In a letter from their solicitor at Phoenix Law seeking a judicial review of the decision, the trio that make up the band Kneecap said the action amounted to “state-sponsored censorship”.

It added that the decision by Kemi Badenoch, the UK’s business and trade secretary, breached the 1998 Good Friday Agreement, which ended three decades of conflict in the region.

An Irish-language film about the band, which advocates for a united Ireland and raps mostly in Irish, won an audience award at the Sundance Film Festival last month.

The business department, which did not immediately respond to a request for comment, was quoted by local media confirming that the grant had been blocked because “we don’t want to hand out UK taxpayers’ money to people that oppose the United Kingdom itself”.

Kneecap performs at Bowery Ballroom In October 2023 in New York © Sacha Lecca/Rolling Stone via Getty Images

The letter said the decision to deny the funding under the Music Export Growth Scheme — despite a recommendation from an independent selection panel that the award be granted — also contravened the Windsor framework, the post-Brexit trade deal for the region between the UK’s Conservative government and the EU.

The British Phonographic Industry, which administers the scheme, said it was “disappointed” at the government’s decision not to approve the grant.

The group has courted controversy with its lyrics, by posing in front of murals calling for the UK to leave Northern Ireland and by leading choruses of “Brits out”.

Posting on X, the group said: “We’ve been blocked from receiving significant music funding because a Tory Minister doesn’t like our art.
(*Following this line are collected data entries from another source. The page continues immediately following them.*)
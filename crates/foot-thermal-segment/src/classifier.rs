//! Border-seeded constrained 2-means classifier.
//!
//! Pure intensity thresholding breaks down when the floor is warmer towards
//! the centre of the frame. Here the clusters are seeded from the border
//! band only, the warm seed sits a fixed buffer above the background
//! threshold, and border cells are nudged towards background during
//! refinement.

use crate::cleanup::{keep_largest_component, remove_isolated};
use crate::SegmentParams;
use foot_thermal_core::{FootMask, TemperatureGrid};
use log::debug;
use serde::{Deserialize, Serialize};

#[cfg(feature = "tracing")]
use tracing::instrument;

/// Order statistics of the border band.
#[derive(Clone, Copy, Debug, PartialEq, Serialize, Deserialize)]
pub struct BorderStats {
    pub count: usize,
    pub min: f32,
    pub max: f32,
    pub median: f32,
    pub p10: f32,
}

/// Diagnostics of a single classifier run.
#[derive(Clone, Debug, PartialEq, Serialize, Deserialize)]
pub struct ClusterSummary {
    pub border: BorderStats,
    pub background_threshold: f32,
    pub foot_threshold: f32,
    /// Number of border cells pinned to background.
    pub pinned: usize,
    /// Final centroids `[cold, hot]`.
    pub centroids: [f32; 2],
    /// Refinement passes actually run.
    pub iterations: usize,
    /// Cells labelled foot before noise removal.
    pub foot_cells: usize,
}

/// Two-phase cell state: pinned cells never leave the background cluster.
#[derive(Clone, Copy, Debug, PartialEq, Eq)]
enum CellState {
    Pinned,
    Free,
}

/// Segment with default parameters.
pub fn segment(grid: &TemperatureGrid) -> FootMask {
    segment_with_params(grid, &SegmentParams::default())
}

/// Full segmentation: clustering, noise removal, largest component.
///
/// An empty grid yields an empty mask.
#[cfg_attr(
    feature = "tracing",
    instrument(level = "debug", skip(grid, params), fields(rows = grid.rows(), cols = grid.cols()))
)]
pub fn segment_with_params(grid: &TemperatureGrid, params: &SegmentParams) -> FootMask {
    let Some((raw, summary)) = classify(grid, params) else {
        return FootMask::empty(grid.rows(), grid.cols());
    };
    debug!(
        "clusters: cold={:.2} hot={:.2} iters={} pinned={} foot={}",
        summary.centroids[0],
        summary.centroids[1],
        summary.iterations,
        summary.pinned,
        summary.foot_cells
    );

    let cleaned = remove_isolated(&raw, params.min_foot_neighbors);
    keep_largest_component(&cleaned)
}

/// Run the clustering stage only.
///
/// Returns the raw foot labelling (before noise removal) together with the
/// clustering diagnostics, or `None` for an empty grid.
pub fn classify(
    grid: &TemperatureGrid,
    params: &SegmentParams,
) -> Option<(FootMask, ClusterSummary)> {
    if grid.is_empty() {
        return None;
    }
    let rows = grid.rows();
    let cols = grid.cols();
    let temps = grid.data();
    let n = temps.len();

    let margin = params.border_margin;
    let edge: Vec<bool> = (0..n)
        .map(|i| {
            let (r, c) = (i / cols, i % cols);
            r < margin || c < margin || r + margin >= rows || c + margin >= cols
        })
        .collect();

    let edge_temps: Vec<f32> = temps
        .iter()
        .zip(&edge)
        .filter_map(|(&t, &e)| e.then_some(t))
        .collect();
    // margin == 0 leaves no border band; fall back to the whole grid.
    let border = if edge_temps.is_empty() {
        border_stats(temps)
    } else {
        border_stats(&edge_temps)
    };

    let background_threshold = border.p10 + (border.median - border.p10) * params.background_blend;
    let foot_threshold = background_threshold + params.foot_offset;

    let state: Vec<CellState> = (0..n)
        .map(|i| {
            if edge[i] && temps[i] <= background_threshold {
                CellState::Pinned
            } else {
                CellState::Free
            }
        })
        .collect();
    let pinned = state.iter().filter(|&&s| s == CellState::Pinned).count();

    let mut cold = mean_where(temps, |i| state[i] == CellState::Pinned).unwrap_or(border.median);
    let mut hot = mean_where(temps, |i| {
        state[i] == CellState::Free && temps[i] >= foot_threshold
    })
    .unwrap_or(foot_threshold);
    if (hot - cold).abs() < params.min_separation {
        cold = border.median;
        hot = border.median + params.fallback_spread;
    }

    let midpoint = (cold + hot) * 0.5;
    let mut is_hot: Vec<bool> = (0..n)
        .map(|i| state[i] == CellState::Free && temps[i] >= midpoint)
        .collect();

    let mut iterations = 0;
    for _ in 0..params.max_iters {
        iterations += 1;
        let mut changed = false;
        for i in 0..n {
            if state[i] == CellState::Pinned {
                continue;
            }
            let t = temps[i];
            let mut d_cold = (t - cold).abs();
            if edge[i] {
                d_cold -= params.edge_bias;
            }
            let d_hot = (t - hot).abs();
            let label = d_hot < d_cold;
            if is_hot[i] != label {
                is_hot[i] = label;
                changed = true;
            }
        }

        if let Some(m) = mean_where(temps, |i| !is_hot[i]) {
            cold = m;
        }
        if let Some(m) = mean_where(temps, |i| is_hot[i]) {
            hot = m;
        }

        if !changed {
            break;
        }
    }

    let foot_is_hot = hot >= cold;
    let cells: Vec<bool> = is_hot.iter().map(|&h| h == foot_is_hot).collect();
    let foot_cells = cells.iter().filter(|&&v| v).count();

    let summary = ClusterSummary {
        border,
        background_threshold,
        foot_threshold,
        pinned,
        centroids: [cold, hot],
        iterations,
        foot_cells,
    };
    Some((FootMask { rows, cols, cells }, summary))
}

/// Min, max, median and 10th percentile of a non-empty sample.
///
/// Median and percentile use the lower nearest-rank element of the sorted
/// sample (`sorted[n / 2]`, `sorted[floor(0.1 * n)]`).
fn border_stats(samples: &[f32]) -> BorderStats {
    let mut sorted = samples.to_vec();
    sorted.sort_by(f32::total_cmp);
    let n = sorted.len();
    let p10_idx = ((n as f32 * 0.1).floor() as usize).min(n - 1);
    BorderStats {
        count: n,
        min: sorted[0],
        max: sorted[n - 1],
        median: sorted[n / 2],
        p10: sorted[p10_idx],
    }
}

fn mean_where(temps: &[f32], mut pred: impl FnMut(usize) -> bool) -> Option<f32> {
    let mut sum = 0f64;
    let mut count = 0usize;
    for (i, &t) in temps.iter().enumerate() {
        if pred(i) {
            sum += t as f64;
            count += 1;
        }
    }
    (count > 0).then(|| (sum / count as f64) as f32)
}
F*ck the Tories.”

Colum Eastwood, an MP from Northern Ireland’s small nationalist Social Democratic and Labour party, called Badenoch’s decision “highly irregular” and demanded an explanation.

“Art is meant to be challenging. You don’t have to agree with an artist or group to understand the importance of funding creators who challenge the status quo and the establishment,” he said.

Dan Lambert, the manager of Kneecap, confirmed that the funding had been blocked. He said the band’s three members — Liam Og Hanna, Naoise O’Caireallain and James John O’Dochartaigh — had applied for a £30,000 grant.

Kneecap outside the Sundance Film Festival
Kneecap outside the Sundance Film Festival, promoting Kneecap, an Irish-language film and semi-fictionalised account of how the west Belfast rap trio was formed © Michael Buckner/Deadline via Getty Images

The letter from Phoenix Law, seen by the Financial Times, said the group had applied in December and was told on February 8 that the application had been signed off by a panel of industry experts and referred to the business department for approval.

The letter said the department “took a decision to refuse the request for funding on the premise that our clients were ‘people that oppose the United Kingdom’.”

Badenoch had made clear that “the premise on which the decision was taken was exclusively down to the fact that our client advocates in favour of a United Ireland”, Phoenix Law’s letter continued, branding it “state-sponsored censorship”.

The decision “blatantly flies in the face” of the principles of parity of esteem enshrined in the Good Friday Agreement, it added, and also flouted Article 10 and Article 14 of the European Convention on Human Rights, which provide for freedom of expression and non-discrimination. Respect for the ECHR is part of the 1998 peace deal.